[Data records — start]

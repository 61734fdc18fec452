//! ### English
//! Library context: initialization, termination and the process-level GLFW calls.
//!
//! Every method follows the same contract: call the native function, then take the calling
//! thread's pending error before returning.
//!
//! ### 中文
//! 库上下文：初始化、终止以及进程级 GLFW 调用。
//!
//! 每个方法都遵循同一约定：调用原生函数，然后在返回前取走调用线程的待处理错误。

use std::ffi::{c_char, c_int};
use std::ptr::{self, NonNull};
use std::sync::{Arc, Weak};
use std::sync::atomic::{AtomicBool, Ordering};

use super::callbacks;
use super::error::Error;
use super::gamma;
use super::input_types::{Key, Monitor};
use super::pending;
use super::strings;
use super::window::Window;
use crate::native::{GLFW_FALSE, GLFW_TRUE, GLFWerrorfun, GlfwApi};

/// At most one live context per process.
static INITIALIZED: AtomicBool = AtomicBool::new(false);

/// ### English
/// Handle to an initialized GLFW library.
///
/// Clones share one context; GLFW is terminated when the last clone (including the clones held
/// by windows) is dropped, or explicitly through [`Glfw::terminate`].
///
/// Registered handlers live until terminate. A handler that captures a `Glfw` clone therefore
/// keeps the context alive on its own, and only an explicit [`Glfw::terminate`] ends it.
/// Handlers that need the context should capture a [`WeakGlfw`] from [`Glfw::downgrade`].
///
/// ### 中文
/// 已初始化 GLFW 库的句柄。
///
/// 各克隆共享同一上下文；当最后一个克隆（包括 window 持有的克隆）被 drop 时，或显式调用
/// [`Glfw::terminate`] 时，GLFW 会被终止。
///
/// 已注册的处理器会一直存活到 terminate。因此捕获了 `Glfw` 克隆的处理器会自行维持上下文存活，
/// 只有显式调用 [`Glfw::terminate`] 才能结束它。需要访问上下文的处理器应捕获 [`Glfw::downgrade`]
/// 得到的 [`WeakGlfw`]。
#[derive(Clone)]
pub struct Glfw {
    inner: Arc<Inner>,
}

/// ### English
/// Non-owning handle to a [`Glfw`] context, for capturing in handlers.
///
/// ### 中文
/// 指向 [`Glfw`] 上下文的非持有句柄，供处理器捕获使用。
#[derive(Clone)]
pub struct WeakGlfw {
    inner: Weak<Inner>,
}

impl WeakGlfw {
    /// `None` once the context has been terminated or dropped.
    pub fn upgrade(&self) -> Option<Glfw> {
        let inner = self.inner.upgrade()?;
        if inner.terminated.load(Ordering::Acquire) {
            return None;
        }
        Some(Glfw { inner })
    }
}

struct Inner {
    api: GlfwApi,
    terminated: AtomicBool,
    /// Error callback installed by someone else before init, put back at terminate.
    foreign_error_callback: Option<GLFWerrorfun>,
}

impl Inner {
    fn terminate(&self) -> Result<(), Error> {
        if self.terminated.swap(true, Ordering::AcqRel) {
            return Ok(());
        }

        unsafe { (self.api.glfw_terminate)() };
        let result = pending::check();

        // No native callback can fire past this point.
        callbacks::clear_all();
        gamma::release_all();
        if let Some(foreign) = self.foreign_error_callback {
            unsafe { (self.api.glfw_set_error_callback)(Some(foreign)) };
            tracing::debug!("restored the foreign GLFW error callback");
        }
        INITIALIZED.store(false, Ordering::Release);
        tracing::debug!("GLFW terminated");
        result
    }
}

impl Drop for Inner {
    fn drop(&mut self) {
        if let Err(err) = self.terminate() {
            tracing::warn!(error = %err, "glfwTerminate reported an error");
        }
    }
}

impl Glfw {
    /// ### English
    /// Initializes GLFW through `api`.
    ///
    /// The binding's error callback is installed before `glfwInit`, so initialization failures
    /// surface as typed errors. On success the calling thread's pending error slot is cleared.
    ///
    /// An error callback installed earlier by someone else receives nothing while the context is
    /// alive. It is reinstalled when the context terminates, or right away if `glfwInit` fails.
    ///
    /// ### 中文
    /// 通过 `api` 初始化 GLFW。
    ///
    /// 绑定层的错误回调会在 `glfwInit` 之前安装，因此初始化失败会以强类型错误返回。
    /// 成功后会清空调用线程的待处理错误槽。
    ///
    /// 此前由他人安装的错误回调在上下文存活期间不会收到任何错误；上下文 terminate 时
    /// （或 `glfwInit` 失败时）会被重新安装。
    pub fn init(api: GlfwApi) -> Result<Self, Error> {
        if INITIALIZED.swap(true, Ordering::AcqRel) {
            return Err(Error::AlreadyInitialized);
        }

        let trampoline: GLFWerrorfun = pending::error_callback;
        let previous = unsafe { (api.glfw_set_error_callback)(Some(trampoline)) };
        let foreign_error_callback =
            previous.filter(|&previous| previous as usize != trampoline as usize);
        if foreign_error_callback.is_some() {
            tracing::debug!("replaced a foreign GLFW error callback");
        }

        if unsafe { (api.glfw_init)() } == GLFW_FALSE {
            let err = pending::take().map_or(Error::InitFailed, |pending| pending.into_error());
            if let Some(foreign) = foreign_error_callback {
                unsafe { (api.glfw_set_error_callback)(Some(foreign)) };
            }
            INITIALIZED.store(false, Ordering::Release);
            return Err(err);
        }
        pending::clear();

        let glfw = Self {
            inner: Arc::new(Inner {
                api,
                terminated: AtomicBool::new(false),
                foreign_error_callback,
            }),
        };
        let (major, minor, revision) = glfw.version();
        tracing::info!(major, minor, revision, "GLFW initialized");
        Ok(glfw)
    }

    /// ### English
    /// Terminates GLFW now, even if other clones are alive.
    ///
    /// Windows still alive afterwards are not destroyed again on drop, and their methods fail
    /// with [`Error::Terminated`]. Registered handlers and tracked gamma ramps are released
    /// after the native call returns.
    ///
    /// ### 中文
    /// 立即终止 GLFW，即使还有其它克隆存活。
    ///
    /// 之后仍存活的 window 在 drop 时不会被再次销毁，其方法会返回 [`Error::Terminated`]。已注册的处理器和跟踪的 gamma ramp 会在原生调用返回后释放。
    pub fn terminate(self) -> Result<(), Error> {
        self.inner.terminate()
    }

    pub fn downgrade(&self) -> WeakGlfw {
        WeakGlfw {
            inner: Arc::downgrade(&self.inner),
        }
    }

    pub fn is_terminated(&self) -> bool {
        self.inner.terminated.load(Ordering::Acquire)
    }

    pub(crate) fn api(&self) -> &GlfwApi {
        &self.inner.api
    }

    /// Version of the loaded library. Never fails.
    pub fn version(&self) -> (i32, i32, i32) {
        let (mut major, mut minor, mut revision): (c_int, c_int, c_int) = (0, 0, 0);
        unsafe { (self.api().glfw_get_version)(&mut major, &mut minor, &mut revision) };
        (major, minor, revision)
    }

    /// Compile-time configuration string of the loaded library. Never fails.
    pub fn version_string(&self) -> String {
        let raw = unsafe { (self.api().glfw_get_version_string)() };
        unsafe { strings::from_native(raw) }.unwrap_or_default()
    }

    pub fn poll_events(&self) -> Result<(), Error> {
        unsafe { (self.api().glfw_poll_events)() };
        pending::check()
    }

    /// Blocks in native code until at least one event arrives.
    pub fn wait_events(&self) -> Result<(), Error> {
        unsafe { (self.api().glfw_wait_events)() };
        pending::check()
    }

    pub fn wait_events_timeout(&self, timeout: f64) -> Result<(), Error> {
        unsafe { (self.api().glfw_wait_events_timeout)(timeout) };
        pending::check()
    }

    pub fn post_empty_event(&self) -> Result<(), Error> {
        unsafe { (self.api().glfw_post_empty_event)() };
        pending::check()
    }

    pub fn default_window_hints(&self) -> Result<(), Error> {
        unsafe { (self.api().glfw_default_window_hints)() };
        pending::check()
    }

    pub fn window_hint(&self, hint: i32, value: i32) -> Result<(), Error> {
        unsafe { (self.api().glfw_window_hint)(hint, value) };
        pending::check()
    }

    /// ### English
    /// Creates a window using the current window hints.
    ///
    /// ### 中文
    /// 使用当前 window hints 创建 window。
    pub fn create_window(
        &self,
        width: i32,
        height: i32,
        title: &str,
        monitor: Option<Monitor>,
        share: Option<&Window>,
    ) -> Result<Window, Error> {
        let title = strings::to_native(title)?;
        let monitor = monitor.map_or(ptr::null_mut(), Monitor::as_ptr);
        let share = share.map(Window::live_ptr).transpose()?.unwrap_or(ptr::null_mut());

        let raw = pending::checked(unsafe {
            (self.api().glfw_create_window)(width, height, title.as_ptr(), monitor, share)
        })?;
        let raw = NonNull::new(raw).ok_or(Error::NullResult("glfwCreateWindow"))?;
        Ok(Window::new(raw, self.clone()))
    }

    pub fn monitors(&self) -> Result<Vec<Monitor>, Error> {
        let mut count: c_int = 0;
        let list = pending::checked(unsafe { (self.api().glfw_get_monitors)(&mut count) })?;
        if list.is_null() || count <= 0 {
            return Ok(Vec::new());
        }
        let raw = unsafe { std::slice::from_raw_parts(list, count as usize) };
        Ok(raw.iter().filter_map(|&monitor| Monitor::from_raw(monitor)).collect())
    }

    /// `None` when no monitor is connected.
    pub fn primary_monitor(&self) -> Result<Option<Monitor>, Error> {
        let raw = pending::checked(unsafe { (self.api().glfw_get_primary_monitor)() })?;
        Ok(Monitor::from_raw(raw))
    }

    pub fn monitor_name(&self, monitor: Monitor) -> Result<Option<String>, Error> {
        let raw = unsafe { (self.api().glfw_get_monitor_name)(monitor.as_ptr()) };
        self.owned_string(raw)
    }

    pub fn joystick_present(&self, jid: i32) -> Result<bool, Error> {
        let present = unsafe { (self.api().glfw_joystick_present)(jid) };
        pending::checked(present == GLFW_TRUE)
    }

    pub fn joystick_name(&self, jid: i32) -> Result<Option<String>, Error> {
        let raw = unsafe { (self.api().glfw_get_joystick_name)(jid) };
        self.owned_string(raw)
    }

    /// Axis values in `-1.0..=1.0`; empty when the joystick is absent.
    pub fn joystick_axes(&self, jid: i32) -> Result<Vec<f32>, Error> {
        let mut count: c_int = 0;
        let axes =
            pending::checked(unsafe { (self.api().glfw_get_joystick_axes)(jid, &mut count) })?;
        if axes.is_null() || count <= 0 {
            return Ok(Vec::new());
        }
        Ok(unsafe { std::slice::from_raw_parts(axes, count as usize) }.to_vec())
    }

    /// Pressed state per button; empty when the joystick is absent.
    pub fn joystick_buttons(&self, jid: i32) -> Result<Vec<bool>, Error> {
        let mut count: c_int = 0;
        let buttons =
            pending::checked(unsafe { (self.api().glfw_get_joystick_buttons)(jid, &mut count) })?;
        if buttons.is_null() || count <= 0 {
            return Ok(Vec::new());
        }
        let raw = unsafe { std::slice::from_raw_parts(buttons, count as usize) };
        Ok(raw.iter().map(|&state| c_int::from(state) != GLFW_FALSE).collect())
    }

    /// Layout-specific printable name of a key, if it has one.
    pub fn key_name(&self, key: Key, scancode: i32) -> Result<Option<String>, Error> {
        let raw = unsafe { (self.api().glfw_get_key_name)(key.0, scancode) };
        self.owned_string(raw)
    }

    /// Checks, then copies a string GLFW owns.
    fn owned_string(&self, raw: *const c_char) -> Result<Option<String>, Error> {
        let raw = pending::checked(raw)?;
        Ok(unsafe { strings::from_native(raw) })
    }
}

[Data records — finish]
[Data records — start]

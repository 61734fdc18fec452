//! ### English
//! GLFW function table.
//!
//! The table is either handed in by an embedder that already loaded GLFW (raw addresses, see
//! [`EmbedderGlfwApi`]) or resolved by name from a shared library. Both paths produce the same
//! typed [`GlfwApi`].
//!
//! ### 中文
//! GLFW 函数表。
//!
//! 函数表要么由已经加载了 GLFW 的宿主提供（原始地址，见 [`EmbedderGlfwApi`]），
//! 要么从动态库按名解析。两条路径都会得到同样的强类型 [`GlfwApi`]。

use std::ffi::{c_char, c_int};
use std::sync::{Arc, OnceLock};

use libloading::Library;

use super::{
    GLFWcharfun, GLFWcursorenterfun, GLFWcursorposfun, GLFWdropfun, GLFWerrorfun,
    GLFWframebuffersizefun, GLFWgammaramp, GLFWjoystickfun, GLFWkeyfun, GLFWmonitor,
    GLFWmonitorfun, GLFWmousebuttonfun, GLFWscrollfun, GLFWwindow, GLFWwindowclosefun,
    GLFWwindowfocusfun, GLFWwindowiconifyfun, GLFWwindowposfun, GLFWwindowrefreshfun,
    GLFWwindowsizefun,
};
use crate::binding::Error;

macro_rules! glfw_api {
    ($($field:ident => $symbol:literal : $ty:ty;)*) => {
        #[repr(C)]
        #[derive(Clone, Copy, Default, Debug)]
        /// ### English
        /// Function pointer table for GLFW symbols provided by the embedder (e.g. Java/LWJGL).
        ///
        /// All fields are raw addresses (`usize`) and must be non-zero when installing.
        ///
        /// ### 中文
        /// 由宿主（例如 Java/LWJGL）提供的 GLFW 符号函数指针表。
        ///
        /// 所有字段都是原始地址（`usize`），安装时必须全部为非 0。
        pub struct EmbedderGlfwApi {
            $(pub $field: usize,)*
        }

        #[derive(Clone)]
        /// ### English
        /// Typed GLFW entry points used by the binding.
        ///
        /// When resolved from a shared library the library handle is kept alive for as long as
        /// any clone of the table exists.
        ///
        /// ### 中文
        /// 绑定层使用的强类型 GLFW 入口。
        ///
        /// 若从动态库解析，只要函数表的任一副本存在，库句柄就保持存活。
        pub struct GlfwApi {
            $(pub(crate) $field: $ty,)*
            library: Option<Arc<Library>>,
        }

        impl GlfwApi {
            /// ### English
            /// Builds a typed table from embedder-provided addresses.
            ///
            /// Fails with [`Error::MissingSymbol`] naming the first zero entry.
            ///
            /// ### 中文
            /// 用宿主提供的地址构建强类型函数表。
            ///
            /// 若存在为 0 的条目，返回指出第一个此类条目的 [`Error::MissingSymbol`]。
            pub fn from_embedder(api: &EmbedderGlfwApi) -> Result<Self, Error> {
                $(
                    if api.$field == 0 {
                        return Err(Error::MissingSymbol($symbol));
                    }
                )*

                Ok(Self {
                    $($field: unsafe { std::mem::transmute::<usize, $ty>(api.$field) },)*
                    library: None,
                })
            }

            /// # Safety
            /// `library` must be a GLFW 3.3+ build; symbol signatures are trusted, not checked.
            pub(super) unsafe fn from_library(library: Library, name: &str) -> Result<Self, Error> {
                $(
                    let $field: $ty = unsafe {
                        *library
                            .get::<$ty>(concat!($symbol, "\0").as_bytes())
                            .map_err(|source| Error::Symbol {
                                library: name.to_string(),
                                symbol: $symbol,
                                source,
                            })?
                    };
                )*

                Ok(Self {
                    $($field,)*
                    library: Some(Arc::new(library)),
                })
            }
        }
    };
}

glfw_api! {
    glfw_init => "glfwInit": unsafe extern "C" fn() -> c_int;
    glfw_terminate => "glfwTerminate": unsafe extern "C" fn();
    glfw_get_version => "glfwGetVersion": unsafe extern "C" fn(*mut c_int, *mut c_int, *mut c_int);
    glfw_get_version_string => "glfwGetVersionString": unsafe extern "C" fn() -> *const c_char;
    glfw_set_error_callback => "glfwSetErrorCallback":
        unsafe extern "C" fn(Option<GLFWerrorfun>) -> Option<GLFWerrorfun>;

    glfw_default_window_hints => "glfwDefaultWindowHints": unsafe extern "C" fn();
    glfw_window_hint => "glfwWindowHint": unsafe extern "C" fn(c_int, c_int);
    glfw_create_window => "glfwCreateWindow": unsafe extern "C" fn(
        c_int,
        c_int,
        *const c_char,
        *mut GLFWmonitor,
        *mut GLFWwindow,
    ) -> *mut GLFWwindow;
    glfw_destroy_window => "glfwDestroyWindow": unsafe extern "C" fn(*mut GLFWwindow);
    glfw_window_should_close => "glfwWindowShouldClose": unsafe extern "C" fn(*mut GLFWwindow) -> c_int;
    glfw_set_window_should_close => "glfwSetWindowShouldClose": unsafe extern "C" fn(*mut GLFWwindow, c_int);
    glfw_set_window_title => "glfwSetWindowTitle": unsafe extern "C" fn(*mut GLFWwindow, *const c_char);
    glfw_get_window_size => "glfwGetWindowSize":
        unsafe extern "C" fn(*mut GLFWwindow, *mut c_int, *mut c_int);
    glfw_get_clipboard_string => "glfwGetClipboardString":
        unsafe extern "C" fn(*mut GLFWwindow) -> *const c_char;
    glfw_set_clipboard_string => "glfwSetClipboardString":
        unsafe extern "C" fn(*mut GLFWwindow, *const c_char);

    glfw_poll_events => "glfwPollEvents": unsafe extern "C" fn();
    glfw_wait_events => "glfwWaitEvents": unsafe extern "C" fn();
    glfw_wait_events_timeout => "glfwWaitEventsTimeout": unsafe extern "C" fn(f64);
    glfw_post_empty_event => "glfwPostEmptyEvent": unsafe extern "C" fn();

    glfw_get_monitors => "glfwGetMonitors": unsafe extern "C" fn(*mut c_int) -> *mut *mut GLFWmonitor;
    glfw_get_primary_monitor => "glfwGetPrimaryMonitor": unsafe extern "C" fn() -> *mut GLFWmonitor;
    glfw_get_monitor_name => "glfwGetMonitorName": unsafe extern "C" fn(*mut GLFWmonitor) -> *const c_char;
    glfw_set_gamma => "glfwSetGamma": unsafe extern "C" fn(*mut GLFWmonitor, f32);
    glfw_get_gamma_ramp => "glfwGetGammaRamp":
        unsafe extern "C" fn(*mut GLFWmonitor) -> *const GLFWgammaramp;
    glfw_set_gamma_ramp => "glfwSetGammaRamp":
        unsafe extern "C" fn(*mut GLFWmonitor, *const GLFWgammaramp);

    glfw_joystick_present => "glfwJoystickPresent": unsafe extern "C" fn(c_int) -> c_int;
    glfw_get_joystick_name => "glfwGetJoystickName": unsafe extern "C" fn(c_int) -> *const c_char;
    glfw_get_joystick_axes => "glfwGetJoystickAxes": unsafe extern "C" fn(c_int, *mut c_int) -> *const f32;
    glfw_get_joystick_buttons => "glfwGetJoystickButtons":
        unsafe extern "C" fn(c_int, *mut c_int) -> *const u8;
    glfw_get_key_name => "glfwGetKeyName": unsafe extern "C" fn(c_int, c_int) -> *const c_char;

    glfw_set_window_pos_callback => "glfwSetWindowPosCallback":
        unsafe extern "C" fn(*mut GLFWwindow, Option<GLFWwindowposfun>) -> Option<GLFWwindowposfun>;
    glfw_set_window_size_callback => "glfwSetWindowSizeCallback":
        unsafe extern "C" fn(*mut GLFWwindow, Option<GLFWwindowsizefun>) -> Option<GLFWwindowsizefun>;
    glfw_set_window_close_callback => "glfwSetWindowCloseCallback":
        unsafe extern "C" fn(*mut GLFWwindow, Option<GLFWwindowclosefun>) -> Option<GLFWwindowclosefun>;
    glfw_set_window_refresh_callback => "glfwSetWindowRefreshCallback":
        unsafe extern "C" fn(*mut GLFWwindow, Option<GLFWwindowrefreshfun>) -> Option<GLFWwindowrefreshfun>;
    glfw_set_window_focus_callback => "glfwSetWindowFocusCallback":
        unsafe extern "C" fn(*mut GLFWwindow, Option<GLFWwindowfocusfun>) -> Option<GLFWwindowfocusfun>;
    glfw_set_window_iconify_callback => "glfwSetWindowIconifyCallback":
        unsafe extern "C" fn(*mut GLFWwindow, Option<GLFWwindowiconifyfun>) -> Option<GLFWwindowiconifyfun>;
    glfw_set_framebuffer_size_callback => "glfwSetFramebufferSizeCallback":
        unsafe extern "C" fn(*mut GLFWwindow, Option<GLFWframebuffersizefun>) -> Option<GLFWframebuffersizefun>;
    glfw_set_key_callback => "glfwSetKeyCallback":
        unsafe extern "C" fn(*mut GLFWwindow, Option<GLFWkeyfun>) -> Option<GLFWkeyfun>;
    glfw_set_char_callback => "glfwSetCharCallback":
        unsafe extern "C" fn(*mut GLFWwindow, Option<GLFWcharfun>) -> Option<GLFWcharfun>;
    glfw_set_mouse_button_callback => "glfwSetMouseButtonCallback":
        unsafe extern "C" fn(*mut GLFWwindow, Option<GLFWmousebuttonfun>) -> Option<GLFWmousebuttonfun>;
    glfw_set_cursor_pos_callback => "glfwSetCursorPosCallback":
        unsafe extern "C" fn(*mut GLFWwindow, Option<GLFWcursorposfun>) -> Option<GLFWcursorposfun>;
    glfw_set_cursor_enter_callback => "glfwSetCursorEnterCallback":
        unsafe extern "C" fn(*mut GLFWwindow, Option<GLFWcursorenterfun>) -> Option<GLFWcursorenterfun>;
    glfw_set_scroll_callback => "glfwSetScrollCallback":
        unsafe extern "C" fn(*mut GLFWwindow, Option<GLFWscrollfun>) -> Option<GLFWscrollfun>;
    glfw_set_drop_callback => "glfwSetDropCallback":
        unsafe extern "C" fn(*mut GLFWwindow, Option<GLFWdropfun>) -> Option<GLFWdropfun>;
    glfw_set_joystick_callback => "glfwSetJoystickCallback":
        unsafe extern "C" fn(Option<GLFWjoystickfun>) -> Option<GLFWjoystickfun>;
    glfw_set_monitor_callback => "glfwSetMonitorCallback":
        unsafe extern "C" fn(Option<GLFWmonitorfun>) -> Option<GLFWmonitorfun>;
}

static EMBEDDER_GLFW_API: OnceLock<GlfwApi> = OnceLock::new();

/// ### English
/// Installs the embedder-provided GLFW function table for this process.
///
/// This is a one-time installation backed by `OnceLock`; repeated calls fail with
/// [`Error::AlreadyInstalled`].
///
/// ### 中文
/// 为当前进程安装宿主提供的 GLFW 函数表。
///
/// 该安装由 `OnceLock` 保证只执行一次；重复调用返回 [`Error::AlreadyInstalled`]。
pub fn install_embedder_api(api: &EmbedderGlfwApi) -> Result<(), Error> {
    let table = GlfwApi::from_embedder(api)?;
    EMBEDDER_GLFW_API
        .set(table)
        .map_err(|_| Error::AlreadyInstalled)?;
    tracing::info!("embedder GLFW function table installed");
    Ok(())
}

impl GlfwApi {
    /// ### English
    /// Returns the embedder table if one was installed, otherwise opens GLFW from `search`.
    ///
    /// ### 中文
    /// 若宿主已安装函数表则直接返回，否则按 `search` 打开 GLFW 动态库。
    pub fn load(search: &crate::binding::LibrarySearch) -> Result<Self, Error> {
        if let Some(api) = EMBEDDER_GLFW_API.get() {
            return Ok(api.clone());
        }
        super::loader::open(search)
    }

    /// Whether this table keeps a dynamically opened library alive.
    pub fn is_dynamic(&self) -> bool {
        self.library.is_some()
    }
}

[Data records — finish]

Supply only the count of lines above holding "sync".

▶ _Your solution_
3